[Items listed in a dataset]
····················

use crate::error::{Error, Result};
use crate::generator::BurstGenerator;
use crate::random::*;
use crate::structs::*;
use serde::{Deserialize, Serialize};
use std::f64::consts::PI;
use std::fmt::Display;

/// The VR applications whose traffic has been modeled
#[derive(Debug, Clone, Copy, PartialEq, Eq, Hash, Default, Deserialize, Serialize)]
#[serde(rename_all = "snake_case")]
pub enum VrApp {
    #[default]
    VirusPopper,
    Minecraft,
}

impl Display for VrApp {
    fn fmt(&self, f: &mut std::fmt::Formatter<'_>) -> std::fmt::Result {
        match self {
            VrApp::VirusPopper => write!(f, "VirusPopper"),
            VrApp::Minecraft => write!(f, "Minecraft"),
        }
    }
}

/// Standard deviation of a frame size component as a function of the expected frame size
#[derive(Debug, Clone, Copy)]
enum Deviation {
    Linear { intercept: f64, slope: f64 },
    PowerLaw { coefficient: f64, exponent: f64 },
}

impl Deviation {
    fn eval(&self, frame_size: f64) -> f64 {
        match *self {
            Deviation::Linear { intercept, slope } => (intercept + slope * frame_size).max(0.0),
            Deviation::PowerLaw {
                coefficient,
                exponent,
            } => coefficient * frame_size.powf(exponent),
        }
    }
}

#[derive(Debug, Clone, Copy)]
struct FrameSizeComponent {
    mean_scale: f64,
    deviation: Deviation,
}

#[derive(Debug, Clone, Copy, PartialEq, Eq)]
enum Jitter {
    Laplace,
    Logistic,
}

/// Regression coefficients of one application at one frame rate
#[derive(Debug, Clone, Copy)]
struct VrProfile {
    app: VrApp,
    frame_rate: f64,
    /// Weight of the first frame size component
    weight: f64,
    components: [FrameSizeComponent; 2],
    jitter: Jitter,
    /// Standard deviation of the inter-frame interval [s]
    jitter_std: f64,
}

// Sizes are in bytes, so linear intercepts given in bits are divided by 8. Only the
// VirusPopper 30 FPS entry comes from measured traffic; the other entries are hand-picked
// estimates whose mixture mean is kept at 1.0.
const PROFILES: [VrProfile; 4] = [
    VrProfile {
        app: VrApp::VirusPopper,
        frame_rate: 30.0,
        weight: 0.6744,
        components: [
            FrameSizeComponent {
                mean_scale: 0.8826,
                deviation: Deviation::Linear {
                    intercept: -7286.7632 / 8.0,
                    slope: 0.1474,
                },
            },
            FrameSizeComponent {
                mean_scale: 1.2430,
                deviation: Deviation::Linear {
                    intercept: 104474.1219 / 8.0,
                    slope: 0.0193,
                },
            },
        ],
        jitter: Jitter::Laplace,
        jitter_std: 5.3934e-3,
    },
    VrProfile {
        app: VrApp::VirusPopper,
        frame_rate: 60.0,
        weight: 0.7012,
        components: [
            FrameSizeComponent {
                mean_scale: 0.9015,
                deviation: Deviation::Linear {
                    intercept: -3541.2093 / 8.0,
                    slope: 0.1390,
                },
            },
            FrameSizeComponent {
                mean_scale: 1.2312,
                deviation: Deviation::Linear {
                    intercept: 52391.5872 / 8.0,
                    slope: 0.0247,
                },
            },
        ],
        jitter: Jitter::Laplace,
        jitter_std: 2.9513e-3,
    },
    VrProfile {
        app: VrApp::Minecraft,
        frame_rate: 30.0,
        weight: 0.8125,
        components: [
            FrameSizeComponent {
                mean_scale: 0.9379,
                deviation: Deviation::PowerLaw {
                    coefficient: 0.3184,
                    exponent: 0.8892,
                },
            },
            FrameSizeComponent {
                mean_scale: 1.2691,
                deviation: Deviation::PowerLaw {
                    coefficient: 0.2209,
                    exponent: 0.9457,
                },
            },
        ],
        jitter: Jitter::Logistic,
        jitter_std: 4.8721e-3,
    },
    VrProfile {
        app: VrApp::Minecraft,
        frame_rate: 60.0,
        weight: 0.8362,
        components: [
            FrameSizeComponent {
                mean_scale: 0.9471,
                deviation: Deviation::PowerLaw {
                    coefficient: 0.2963,
                    exponent: 0.8935,
                },
            },
            FrameSizeComponent {
                mean_scale: 1.2701,
                deviation: Deviation::PowerLaw {
                    coefficient: 0.2415,
                    exponent: 0.9318,
                },
            },
        ],
        jitter: Jitter::Logistic,
        jitter_std: 2.6114e-3,
    },
];

/// Frame rates supported for an application [FPS]
pub fn supported_frame_rates(app: VrApp) -> Vec<f64> {
    PROFILES
        .iter()
        .filter(|p| p.app == app)
        .map(|p| p.frame_rate)
        .collect()
}

fn find_profile(app: VrApp, frame_rate: f64) -> Result<&'static VrProfile> {
    PROFILES
        .iter()
        .find(|p| p.app == app && (p.frame_rate - frame_rate).abs() < 1e-9)
        .ok_or_else(|| Error::UnsupportedFrameRate {
            app: app.to_string(),
            frame_rate,
            supported: supported_frame_rates(app),
        })
}

pub const DEFAULT_FRAME_RATE: f64 = 30.0;
pub const DEFAULT_TARGET_DATA_RATE: DataRate = DataRate::from_bps(20_000_000);

/// Frame size and period distributions derived from the knobs of the generator
#[derive(Debug, Clone)]
struct VrModel {
    frame_size: RandomVariableStream,
    period: RandomVariableStream,
}

impl VrModel {
    fn setup(
        app: VrApp,
        frame_rate: f64,
        target_data_rate: DataRate,
        seed: u64,
        stream: u64,
    ) -> Result<Self> {
        if !frame_rate.is_finite() || frame_rate <= 0.0 {
            return Err(Error::InvalidConfig(format!(
                "frame rate must be positive, instead: {frame_rate}"
            )));
        }
        if target_data_rate.bps() == 0 {
            return Err(Error::InvalidConfig(format!(
                "target data rate must be positive, instead: {target_data_rate}"
            )));
        }
        let profile = find_profile(app, frame_rate)?;

        let expected_size = target_data_rate.as_f64() / 8.0 / frame_rate; // [B]
        let ifi = 1.0 / frame_rate; // [s]

        let [c1, c2] = profile.components;
        let (mean1, std1) = (c1.mean_scale * expected_size, c1.deviation.eval(expected_size));
        let (mean2, std2) = (c2.mean_scale * expected_size, c2.deviation.eval(expected_size));
        log::trace!(
            "{app} at {frame_rate} FPS: frame size is a 2 component GMM with N1(mean={mean1}, std={std1}) with p1={}, N2(mean={mean2}, std={std2}) with p2={}",
            profile.weight,
            1.0 - profile.weight
        );
        if [mean1, mean2].iter().any(|m| 2.0 * m > u32::MAX as f64) {
            return Err(Error::InvalidConfig(format!(
                "target data rate {target_data_rate} at {frame_rate} FPS gives frames over 4 GiB"
            )));
        }
        // bounding each component at its mean forbids negative frame sizes
        let frame_size = MixtureRandomVariable::new(
            vec![profile.weight, 1.0],
            vec![
                RandomVariable::normal(mean1, std1, Some(mean1))?,
                RandomVariable::normal(mean2, std2, Some(mean2))?,
            ],
        )?;

        let period = match profile.jitter {
            Jitter::Laplace => {
                RandomVariable::laplace(ifi, profile.jitter_std / 2f64.sqrt(), Some(ifi))?
            }
            Jitter::Logistic => {
                RandomVariable::logistic(ifi, profile.jitter_std * 3f64.sqrt() / PI, Some(ifi))?
            }
        };
        log::trace!("{app} at {frame_rate} FPS: period is {period:?}");

        Ok(VrModel {
            frame_size: RandomVariableStream::with_stream(frame_size.into(), seed, stream),
            period: RandomVariableStream::with_stream(period, seed, stream + 1),
        })
    }
}

/// Generates the frames of a VR application.
///
/// The frame size follows a mixture of two bounded Gaussians and the inter-frame interval a
/// bounded Laplace or logistic distribution. All their parameters derive from the
/// application, its frame rate and its target data rate, and are computed again whenever
/// one of them changes.
#[derive(Debug, Clone)]
pub struct VrBurstGenerator {
    app: VrApp,
    frame_rate: f64,
    target_data_rate: DataRate,
    seed: u64,
    stream: u64,
    model: VrModel,
}

impl Default for VrBurstGenerator {
    fn default() -> Self {
        VrBurstGenerator::new(VrApp::default(), DEFAULT_FRAME_RATE, DEFAULT_TARGET_DATA_RATE)
            .expect("The default VR profile is supported")
    }
}

impl VrBurstGenerator {
    pub fn new(app: VrApp, frame_rate: f64, target_data_rate: DataRate) -> Result<Self> {
        let model = VrModel::setup(app, frame_rate, target_data_rate, DEFAULT_SEED, 0)?;
        Ok(VrBurstGenerator {
            app,
            frame_rate,
            target_data_rate,
            seed: DEFAULT_SEED,
            stream: 0,
            model,
        })
    }

    /// Replace the whole model. Nothing is modified if the new parameters are invalid.
    fn setup_model(&mut self, app: VrApp, frame_rate: f64, target_data_rate: DataRate) -> Result<()> {
        self.model = VrModel::setup(app, frame_rate, target_data_rate, self.seed, self.stream)?;
        self.app = app;
        self.frame_rate = frame_rate;
        self.target_data_rate = target_data_rate;
        Ok(())
    }

    /// Set the frame rate [FPS]
    pub fn set_frame_rate(&mut self, frame_rate: f64) -> Result<()> {
        self.setup_model(self.app, frame_rate, self.target_data_rate)
    }

    pub fn frame_rate(&self) -> f64 {
        self.frame_rate
    }

    pub fn set_target_data_rate(&mut self, target_data_rate: DataRate) -> Result<()> {
        self.setup_model(self.app, self.frame_rate, target_data_rate)
    }

    pub fn target_data_rate(&self) -> DataRate {
        self.target_data_rate
    }

    pub fn set_app(&mut self, app: VrApp) -> Result<()> {
        self.setup_model(app, self.frame_rate, self.target_data_rate)
    }

    pub fn app(&self) -> VrApp {
        self.app
    }

    /// Expected frame size [B]
    pub fn expected_frame_size(&self) -> f64 {
        self.target_data_rate.as_f64() / 8.0 / self.frame_rate
    }

    pub fn size_stream(&self) -> u64 {
        self.model.frame_size.stream()
    }

    pub fn period_stream(&self) -> u64 {
        self.model.period.stream()
    }
}

impl BurstGenerator for VrBurstGenerator {
    fn has_next_burst(&self) -> bool {
        true
    }

    fn generate_burst(&mut self) -> Burst {
        let size = self.model.frame_size.integer();
        let period = period_from_secs(self.model.period.value());
        log::debug!("Frame size: {size} B, period: {period:?}");
        Burst::new(size, period)
    }

    fn assign_streams(&mut self, seed: u64, stream: u64) -> u64 {
        self.seed = seed;
        self.stream = stream;
        self.model.frame_size.set_stream(seed, stream);
        self.model.period.set_stream(seed, stream + 1);
        2
    }
}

····················

What this task involves: Exactly the lines from the one containing "let size = self.model.frame_size.integer();" to the last line of the entries above must be duplicated, with both of those lines included and nothing more.

Answer to this exercise:
        let size = self.model.frame_size.integer();
        let period = period_from_secs(self.model.period.value());
        log::debug!("Frame size: {size} B, period: {period:?}");
        Burst::new(size, period)
    }

    fn assign_streams(&mut self, seed: u64, stream: u64) -> u64 {
        self.seed = seed;
        self.stream = stream;
        self.model.frame_size.set_stream(seed, stream);
        self.model.period.set_stream(seed, stream + 1);
        2
    }
}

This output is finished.